Philip Pullman
The Secret Commonwealth
Penguin Random House, 2019
Paperback, pp. 687, £8.99
ISBN 9780241373347
The release of the second in the Book of Dust series, The Secret Commonwealth, in October 2019 was a fitting way to close the decade. The events of this book take place ten years or so after the conclusion of the Northern Lights trilogy. Lyra is grown up and halfway through a university degree, with Oxford and Jordan College as recognisable as ever. However, the Magisterium is gaining power, global trade is in uproar and sinister hints abound of an underground market for daemons. To top it all off Lyra and Pantalaimon are engaged in a coldness that threatens to undo their unity forever. They must each set out on a quest that tests their beliefs and loyalty to all they have known.

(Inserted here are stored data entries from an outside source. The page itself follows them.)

//! Histogram artifact for one numeric column.

use serde::Serialize;
use sv_core::{Error, Result};
use sv_data::DataFrame;
use sv_prob::math;

use crate::meta::ArtifactMeta;

/// Equal-width histogram.
#[derive(Debug, Clone, Serialize)]
pub struct HistogramArtifact {
    /// Artifact schema identifier.
    pub schema_version: String,
    /// Provenance.
    pub meta: ArtifactMeta,
    /// Column name.
    pub column: String,
    /// Number of values.
    pub n: usize,
    /// `counts.len() + 1` ascending edges; the last bin is closed.
    pub bin_edges: Vec<f64>,
    /// Count per bin.
    pub counts: Vec<usize>,
    /// Sample mean.
    pub mean: f64,
    /// Sample median.
    pub median: f64,
    /// Sample skewness.
    pub skewness: f64,
}

/// Sturges' rule: `ceil(log2 n) + 1`.
fn sturges(n: usize) -> usize {
    ((n as f64).log2().ceil() as usize + 1).max(1)
}

/// Histogram of `column`. `bins` defaults to Sturges' rule.
pub fn histogram_artifact(
    frame: &DataFrame,
    column: &str,
    bins: Option<usize>,
) -> Result<HistogramArtifact> {
    let xs = frame.numeric(column)?;
    if xs.is_empty() {
        return Err(Error::Validation(format!("column '{}' is empty", column)));
    }
    if xs.iter().any(|v| !v.is_finite()) {
        return Err(Error::Validation(format!("column '{}' has non-finite values", column)));
    }
    let k = bins.unwrap_or_else(|| sturges(xs.len()));
    if k == 0 {
        return Err(Error::Validation("histogram needs at least one bin".to_string()));
    }

    let lo = xs.iter().copied().fold(f64::INFINITY, f64::min);
    let hi = xs.iter().copied().fold(f64::NEG_INFINITY, f64::max);
    let (lo, hi) = if hi > lo { (lo, hi) } else { (lo - 0.5, hi + 0.5) };
    let width = (hi - lo) / k as f64;

    let bin_edges: Vec<f64> = (0..=k).map(|i| lo + width * i as f64).collect();
    let mut counts = vec![0usize; k];
    for &x in &xs {
        let b = (((x - lo) / width) as usize).min(k - 1);
        counts[b] += 1;
    }

    Ok(HistogramArtifact {
        schema_version: "survstat_histogram_v1".to_string(),
        meta: ArtifactMeta::now()?,
        column: column.to_string(),
        n: xs.len(),
        bin_edges,
        counts,
        mean: math::mean(&xs),
        median: math::quantile(&xs, 0.5),
        skewness: math::skewness(&xs),
    })
}
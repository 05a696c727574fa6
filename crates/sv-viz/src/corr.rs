//! Correlation heatmap artifact (numbers-first).

use serde::Serialize;
use sv_core::{Error, Result};
use sv_data::{CollinearPair, CorrelationMatrix};

use crate::meta::ArtifactMeta;

/// Square correlation matrix plus the pairs flagged as collinear.
#[derive(Debug, Clone, Serialize)]
pub struct CorrArtifact {
    /// Artifact schema identifier.
    pub schema_version: String,
    /// Provenance.
    pub meta: ArtifactMeta,
    /// Row/column labels.
    pub names: Vec<String>,
    /// `corr[i][j]`, NaN rendered as `null`.
    pub corr: Vec<Vec<Option<f64>>>,
    /// Threshold used to flag pairs.
    pub threshold: f64,
    /// Flagged pairs as `[row, col]` indices into `names`.
    pub flagged: Vec<[usize; 2]>,
}

/// Build a heatmap artifact from an inspector correlation matrix.
pub fn corr_artifact(
    corr: &CorrelationMatrix,
    collinear: &[CollinearPair],
    threshold: f64,
) -> Result<CorrArtifact> {
    let n = corr.names.len();
    if corr.values.len() != n || corr.values.iter().any(|row| row.len() != n) {
        return Err(Error::Validation(format!(
            "correlation matrix is not {}x{} as its labels imply",
            n, n
        )));
    }

    let index = |name: &str| {
        corr.names.iter().position(|c| c == name).ok_or_else(|| {
            Error::Validation(format!("collinear pair names unknown column '{}'", name))
        })
    };
    let flagged = collinear
        .iter()
        .map(|p| Ok([index(&p.a)?, index(&p.b)?]))
        .collect::<Result<Vec<_>>>()?;

    let values = corr
        .values
        .iter()
        .map(|row| row.iter().map(|&v| v.is_finite().then_some(v)).collect())
        .collect();

    Ok(CorrArtifact {
        schema_version: "survstat_corr_v1".to_string(),
        meta: ArtifactMeta::now()?,
        names: corr.names.clone(),
        corr: values,
        threshold,
        flagged,
    })
}

#[cfg(test)]
mod tests {
    use super::*;

    fn matrix() -> CorrelationMatrix {
        CorrelationMatrix {
            names: vec!["clean".into(), "color".into(), "flat".into()],
            values: vec![
                vec![1.0, 0.85, f64::NAN],
                vec![0.85, 1.0, f64::NAN],
                vec![f64::NAN, f64::NAN, f64::NAN],
            ],
        }
    }

    #[test]
    fn test_flags_and_nan() {
        let pairs = vec![CollinearPair { a: "clean".into(), b: "color".into(), r: 0.85 }];
        let art = corr_artifact(&matrix(), &pairs, 0.8).unwrap();
        assert_eq!(art.flagged, vec![[0, 1]]);
        assert_eq!(art.corr[0][1], Some(0.85));
        assert_eq!(art.corr[2][0], None);
        assert_eq!(art.meta.tool, "survstat");
    }

    #[test]
    fn test_unknown_pair_rejected() {
        let pairs = vec![CollinearPair { a: "clean".into(), b: "aroma".into(), r: 0.9 }];
        assert!(corr_artifact(&matrix(), &pairs, 0.8).is_err());
    }
}
//! Standard normal quantiles for QQ plots.

use statrs::distribution::{ContinuousCDF, Normal};
use sv_core::{Error, Result};

/// Standard normal quantile `Φ⁻¹(p)` for `p ∈ (0, 1)`.
pub fn std_quantile(p: f64) -> Result<f64> {
    if !(p > 0.0 && p < 1.0) {
        return Err(Error::Validation(format!("probability must be in (0, 1), got {}", p)));
    }
    let n = Normal::new(0.0, 1.0).map_err(|e| Error::Computation(e.to_string()))?;
    Ok(n.inverse_cdf(p))
}

/// Blom plotting positions `(i - 3/8) / (n + 1/4)` mapped through `Φ⁻¹`,
/// for `i = 1..=n`. These are the theoretical quantiles of a normal QQ plot.
pub fn blom_scores(n: usize) -> Result<Vec<f64>> {
    let nf = n as f64;
    (1..=n).map(|i| std_quantile((i as f64 - 0.375) / (nf + 0.25))).collect()
}

#[cfg(test)]
mod tests {
    use super::*;
    use approx::assert_relative_eq;

    #[test]
    fn test_quantile_known_values() {
        assert_relative_eq!(std_quantile(0.5).unwrap(), 0.0, epsilon = 1e-9);
        assert_relative_eq!(std_quantile(0.975).unwrap(), 1.959_963_984_540_054, epsilon = 1e-6);
        assert!(std_quantile(0.0).is_err());
        assert!(std_quantile(1.0).is_err());
    }

    #[test]
    fn test_blom_scores_symmetric() {
        let s = blom_scores(5).unwrap();
        assert_eq!(s.len(), 5);
        assert_relative_eq!(s[2], 0.0, epsilon = 1e-9);
        assert_relative_eq!(s[0], -s[4], epsilon = 1e-9);
        assert!(s.windows(2).all(|w| w[0] < w[1]));
    }
}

This book is heavy with political nods to our world. On her journey to the Blue Hotel, Lyra meets refugees whose conditions bear a striking resemblance to our daily news stories. Right-wing policies are clearly on the rise. Through the shortage of elite rose oil, we see the increasing power of corporations. The book is also aimed at a slightly older reader due to some references to sexual violence. While this jump in maturity could be the result of the vulnerable, adult Lyra being more in tune to the dangers of the world, at times I thought this came at the expense of some of the series’ iconic subtlety.
However, over the course of nearly 700 pages, Lyra’s world is developed with mature complexity. Don’t let the length put you off; the story carries the reader at such a pace that it ends far too soon, on a juncture that has left me eagerly anticipating the final instalment.